Evaluation of the Primary Care First Model: Second Annual Report

Published: Feb 26, 2024
Publisher: Mathematica
Associated Project

Evaluation of the Primary Care First Model

Time frame: 2019-2028

Prepared for:

U.S. Department of Health and Human Services, Center for Medicare & Medicaid Innovation

Mathematica | Progress Together.
Key Findings
  • Practices used model funds to make care delivery changes, including continuing ones they started prior to joining the model, that they believe will ultimately reduce hospitalizations.
  • Prior primary care transformation experience and affiliation with larger health care organizations facilitated these changes.
  • PCF payments were larger than Medicare FFS payments on average, but many practices felt payments were inadequate.
  • Risk group 1 and 2 practices focused on changes to care management strategies and practices in risk groups 3 and 4 took a broader approach to care delivery changes.
  • As expected this early in the model, PCF had minimal effects on hospitalizations and Medicare expenditures.
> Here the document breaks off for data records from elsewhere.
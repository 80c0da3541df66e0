//! Queued display requests and the bounded FIFO that holds them.

use embassy_time::Duration;
use heapless::{Deque, Vec};

use crate::digit_bus::CELL_COUNT;

/// Maximum characters kept per job, padding included.
pub const TEXT_CAPACITY: usize = 48;

/// Number of jobs the queue holds before it starts dropping the oldest.
pub const QUEUE_CAPACITY: usize = 10;

/// Characters of one job.
pub type Text = Vec<char, TEXT_CAPACITY>;

/// One queued display request: a static hold or a scrolling marquee.
///
/// For a hold, `duration` is the total time on screen. For a scroll it is the time each
/// window position is shown.
#[cfg_attr(feature = "defmt", derive(defmt::Format))]
#[derive(Debug, Clone, PartialEq, Eq)]
pub struct RenderJob {
    text: Text,
    duration: Duration,
    scrolling: bool,
    padded: bool,
}

impl RenderJob {
    /// A job that holds the first four cells of `text` for `duration`, then blanks the display.
    #[must_use]
    pub fn hold(text: &str, duration: Duration) -> Self {
        Self {
            text: text_from(text, false),
            duration,
            scrolling: false,
            padded: false,
        }
    }

    /// A job that slides a four-digit window across `text`, one step per `duration_per_step`.
    ///
    /// With `padded`, four blanks go on each side so the text scrolls fully in and out.
    #[must_use]
    pub fn scroll(text: &str, duration_per_step: Duration, padded: bool) -> Self {
        Self {
            text: text_from(text, padded),
            duration: duration_per_step,
            scrolling: true,
            padded,
        }
    }

    #[must_use]
    pub fn text(&self) -> &[char] {
        &self.text
    }

    #[must_use]
    pub const fn duration(&self) -> Duration {
        self.duration
    }

    #[must_use]
    pub const fn is_scrolling(&self) -> bool {
        self.scrolling
    }

    #[must_use]
    pub const fn is_padded(&self) -> bool {
        self.padded
    }
}

/// Copies `text` into a [`Text`], truncating to fit. Padding always survives truncation.
#[expect(
    clippy::arithmetic_side_effects,
    reason = "Padding is far smaller than TEXT_CAPACITY"
)]
fn text_from(text: &str, padded: bool) -> Text {
    let padding = if padded { CELL_COUNT } else { 0 };
    let room = TEXT_CAPACITY - 2 * padding;
    let mut result = Text::new();
    let blanks = core::iter::repeat_n(' ', padding);
    let body = text.chars().take(room);
    for char in blanks.clone().chain(body).chain(blanks) {
        if result.push(char).is_err() {
            break;
        }
    }
    #[cfg(feature = "defmt")]
    if text.chars().count() > room {
        defmt::warn!("display text truncated to {} characters", room);
    }
    result
}

/// Bounded FIFO of pending [`RenderJob`]s.
///
/// When full, [`JobQueue::push`] drops the oldest job to make room for the new one.
pub struct JobQueue<const K: usize = QUEUE_CAPACITY>(Deque<RenderJob, K>);

impl<const K: usize> JobQueue<K> {
    #[must_use]
    pub const fn new() -> Self {
        Self(Deque::new())
    }

    /// Appends `job`, returning the job that was evicted to make room, if any.
    pub fn push(&mut self, job: RenderJob) -> Option<RenderJob> {
        let evicted = if self.0.is_full() {
            self.0.pop_front()
        } else {
            None
        };
        // Only a zero-capacity queue can still refuse; then the new job is the one dropped.
        match self.0.push_back(job) {
            Ok(()) => evicted,
            Err(job) => Some(job),
        }
    }

    /// Removes the oldest job.
    pub fn pop(&mut self) -> Option<RenderJob> {
        self.0.pop_front()
    }

    #[must_use]
    pub fn len(&self) -> usize {
        self.0.len()
    }

    #[must_use]
    pub fn is_empty(&self) -> bool {
        self.0.is_empty()
    }

    #[must_use]
    pub const fn capacity(&self) -> usize {
        K
    }
}

impl<const K: usize> Default for JobQueue<K> {
    fn default() -> Self {
        Self::new()
    }
}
The Centers for Medicare & Medicaid Services (CMS) Innovation Center launched the Primary Care First (PCF) model in 2021 to continue efforts from previous models that aim to advance primary care in the United States. The goals of PCF are to improve quality of care, improve patients’ experience of care, and reduce expenditures by increasing patients’ access to advanced primary care services through a simplified payment structure designed to reduce administrative burden and reward performance. A second cohort of practices joined in 2022.

Mathematica’s independent evaluation of PCF aims to determine whether the model meets these goals. In this second annual report, the evaluation team analyzes the implementation experiences of Cohort 1 and Cohort 2 practices and other payers participating in the PCF model and estimates the preliminary impact of the PCF model on acute hospitalizations and Medicare Part A and B expenditures relative to a comparison group. We also estimate impacts on a set of seven leading indicators identified to provide an early signal of whether care delivery changes are resulting in meaningful early outcome changes as well as a set of secondary outcomes that PCF is hypothesized to affect.